**Data**
╭──
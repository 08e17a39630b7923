//! The player's guessed ordering: three slots, each empty or holding a movie.

use crate::error::MoveError;
use crate::movie::MovieId;

pub const SLOT_COUNT: usize = 3;

#[derive(Debug, Clone, Copy, PartialEq, Eq, Default)]
pub struct PlayerOrder {
    slots: [Option<MovieId>; SLOT_COUNT],
}

impl PlayerOrder {
    pub fn empty() -> Self {
        Self::default()
    }

    pub fn slots(&self) -> &[Option<MovieId>; SLOT_COUNT] {
        &self.slots
    }

    pub fn slot(&self, slot: usize) -> Option<MovieId> {
        self.slots.get(slot).copied().flatten()
    }

    pub fn is_complete(&self) -> bool {
        self.slots.iter().all(Option::is_some)
    }

    pub fn position_of(&self, movie: MovieId) -> Option<usize> {
        self.slots.iter().position(|s| *s == Some(movie))
    }

    /// Place `movie` in `slot`.
    ///
    /// A movie holds at most one slot: if it was already placed elsewhere,
    /// that slot is vacated first. Returns the movie previously in `slot`,
    /// which is now unplaced.
    pub fn assign(&mut self, movie: MovieId, slot: usize) -> Result<Option<MovieId>, MoveError> {
        if slot >= SLOT_COUNT {
            return Err(MoveError::SlotOutOfRange(slot));
        }

        if let Some(existing) = self.position_of(movie) {
            self.slots[existing] = None;
        }

        let displaced = self.slots[slot].replace(movie);
        Ok(displaced.filter(|d| *d != movie))
    }

    /// Empty a slot, returning what was in it.
    pub fn vacate(&mut self, slot: usize) -> Result<Option<MovieId>, MoveError> {
        let entry = self.slots.get_mut(slot).ok_or(MoveError::SlotOutOfRange(slot))?;
        Ok(entry.take())
    }

    pub fn clear(&mut self) {
        self.slots = [None; SLOT_COUNT];
    }

    pub fn placed(&self) -> impl Iterator<Item = MovieId> + '_ {
        self.slots.iter().flatten().copied()
    }
}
╰──
**Activity**
Could you return all lines from the records that include the word "displaced"?

**Task output**
        let displaced = self.slots[slot].replace(movie);
        Ok(displaced.filter(|d| *d != movie))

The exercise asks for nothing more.